なんか普通に心を読まれてしまい、そして罪を問われ始めてしまった。


もうこうなったアメリアは手がつけられないと思いフェリスに助けを求めるような目を向けるが、目が合った瞬間にそっぽむかれてしまった。


「ノアは反省するべきだと思うわ…わ、私もその…被害者だから…」

「え!?」


ちょっっっと待て。


本当に身に覚えがなさすぎる。


太る要因といえばご飯であるが、アメリアの屋敷にいた時はメイドさんが調理したものを食べてたしそれより前も基本他人が調理しているものを食べていた。


なのでこちらのせいになるはずが無いのである。


「ごめんけど、ちょっと身に覚えが無さすぎるわ。2人がそう言うってことは俺が悪いんだろうけど、今考えた限りだと何が悪かったのかわからないんだ」


思い出しても二人を太らせた記憶は見当たらないため、正直にそれを話して頭を下げた。


すると二人は仕方なさそうに説明をしてくれた。


「ノアがその…たくさん触ってくるからよ…」

「へ?」

「ノアが毎晩毎晩好き放題するせいで胸が成長しちゃってるの!!!」

「…へ?」


あ、これもしかして俺が悪いやつ?


いやそれはそうなんだろうけれども、何か想像していたのと違って思考が停止してしまう。


「えーと…つまり太った原因は俺の性欲のせい?」

「「うん」」

「あぁ…大変申し訳ございません」


そこまで好き勝手していた記憶はないが、急激に成長したのであればそれが原因で間違いないのだろう。

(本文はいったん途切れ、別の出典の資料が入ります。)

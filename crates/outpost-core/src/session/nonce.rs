//! Strictly monotone nonce generation.

use std::time::{SystemTime, UNIX_EPOCH};

/// Produces strictly increasing microsecond nonces.
///
/// Each draw returns `max(last + 1, now_us)`, so the sequence keeps
/// advancing even when the wall clock jumps backwards or stands still.
#[derive(Debug, Default)]
pub struct NonceGenerator {
    last: u64,
}

impl NonceGenerator {
    /// Creates a generator starting from zero.
    #[must_use]
    pub const fn new() -> Self {
        Self { last: 0 }
    }

    /// Returns the next nonce.
    pub fn next(&mut self) -> u64 {
        let now_us = SystemTime::now()
            .duration_since(UNIX_EPOCH)
            .map(|elapsed| u64::try_from(elapsed.as_micros()).unwrap_or(u64::MAX))
            .unwrap_or(0);

        self.last = now_us.max(self.last.saturating_add(1));
        self.last
    }
}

そのことを瞬時に理解したノアは深々と頭を下げて謝罪をした。


「これからはもう少し抑えれるように努力するのでどうかお許しください」


ノアは素直に反省してこれからのことについて提案するが、二人はどこか不満そうに言葉を返してきた。


「いや、別に抑える必要はない…よ?」

「そうね…無理して我慢すると身体に悪いしそこは抑える必要はないと思うわ」

「…そっすか」


じゃあどうすりゃいいんだ!?


太るからやりすぎるのはダメだけど我慢するのもダメ。


なあ、またジレンマが発生してないか?


(もう考えるの諦めようかな…)


この二人相手には敵わないということが今日一日でわかり、ノアは謎の無力感に襲われた。

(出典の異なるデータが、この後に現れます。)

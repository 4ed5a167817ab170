//! AES-128-CBC with PKCS#7 padding.

use boring::symm::{Cipher, Crypter, Mode};

use super::{CryptoError, CryptoResult};

/// AES-128 key size in bytes.
pub const AES_KEY_SIZE: usize = 16;

/// AES block (and CBC IV) size in bytes.
pub const AES_BLOCK_SIZE: usize = 16;

fn run(mode: Mode, key: &[u8], iv: &[u8], data: &[u8]) -> CryptoResult<Vec<u8>> {
    if key.len() != AES_KEY_SIZE {
        return Err(CryptoError::InvalidInput("AES-128 key must be 16 bytes"));
    }
    if iv.len() != AES_BLOCK_SIZE {
        return Err(CryptoError::InvalidInput("AES-128-CBC IV must be 16 bytes"));
    }

    let cipher = Cipher::aes_128_cbc();
    let mut crypter = Crypter::new(cipher, mode, key, Some(iv))?;
    crypter.pad(true);

    let mut out = vec![0u8; data.len() + cipher.block_size()];
    let mut written = crypter.update(data, &mut out)?;
    written += crypter.finalize(&mut out[written..])?;
    out.truncate(written);
    Ok(out)
}

/// Encrypts `plaintext` under `(key, iv)`.
///
/// # Errors
///
/// Returns an error on bad key/IV sizes or backend failure.
pub fn encrypt(key: &[u8], iv: &[u8], plaintext: &[u8]) -> CryptoResult<Vec<u8>> {
    run(Mode::Encrypt, key, iv, plaintext)
}

/// Decrypts `ciphertext` under `(key, iv)`.
///
/// # Errors
///
/// Returns an error on bad key/IV sizes, bad padding, or backend failure.
pub fn decrypt(key: &[u8], iv: &[u8], ciphertext: &[u8]) -> CryptoResult<Vec<u8>> {
    run(Mode::Decrypt, key, iv, ciphertext)
}
//! Keyed HMAC-SHA1 as used by the envelope integrity check.

use boring::hash::MessageDigest;
use boring::pkey::{PKey, Private};
use boring::sign::Signer;

use super::CryptoResult;

/// Incremental HMAC-SHA1 computation.
///
/// Input is buffered and signed on [`finish`](Self::finish); envelope-sized
/// inputs make the buffer cheap and keep the signer free of self-borrows.
pub struct HmacSha1 {
    key: PKey<Private>,
    data: Vec<u8>,
}

impl HmacSha1 {
    /// Creates an HMAC instance over the given key.
    ///
    /// # Errors
    ///
    /// Returns an error if the backend rejects the key.
    pub fn new(key: &[u8]) -> CryptoResult<Self> {
        Ok(Self {
            key: PKey::hmac(key)?,
            data: Vec::new(),
        })
    }

    /// Feeds more data into the MAC.
    pub fn update(&mut self, data: &[u8]) {
        self.data.extend_from_slice(data);
    }

    /// Finalises and returns the 20-byte MAC.
    ///
    /// # Errors
    ///
    /// Returns an error if the backend signing operation fails.
    pub fn finish(&self) -> CryptoResult<Vec<u8>> {
        let mut signer = Signer::new(MessageDigest::sha1(), &self.key)?;
        signer.update(&self.data)?;
        Ok(signer.sign_to_vec()?)
    }
}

そしてこの問題の解決を諦め、完全に現実から逃げる道を選んだ。


「よし!クレープ食うか!」

「え、いやでも__」

「大丈夫!全部うまく行くさ!」

「急にどうしたの…?」


突然ハイテンションになったため二人からは怪訝そうな目を向けられるが、完全に無視して強制的にクレープを食べさせた。


そしてその日の夜、全てが終わった後にまた二人に色々と怒られてしまうのであった。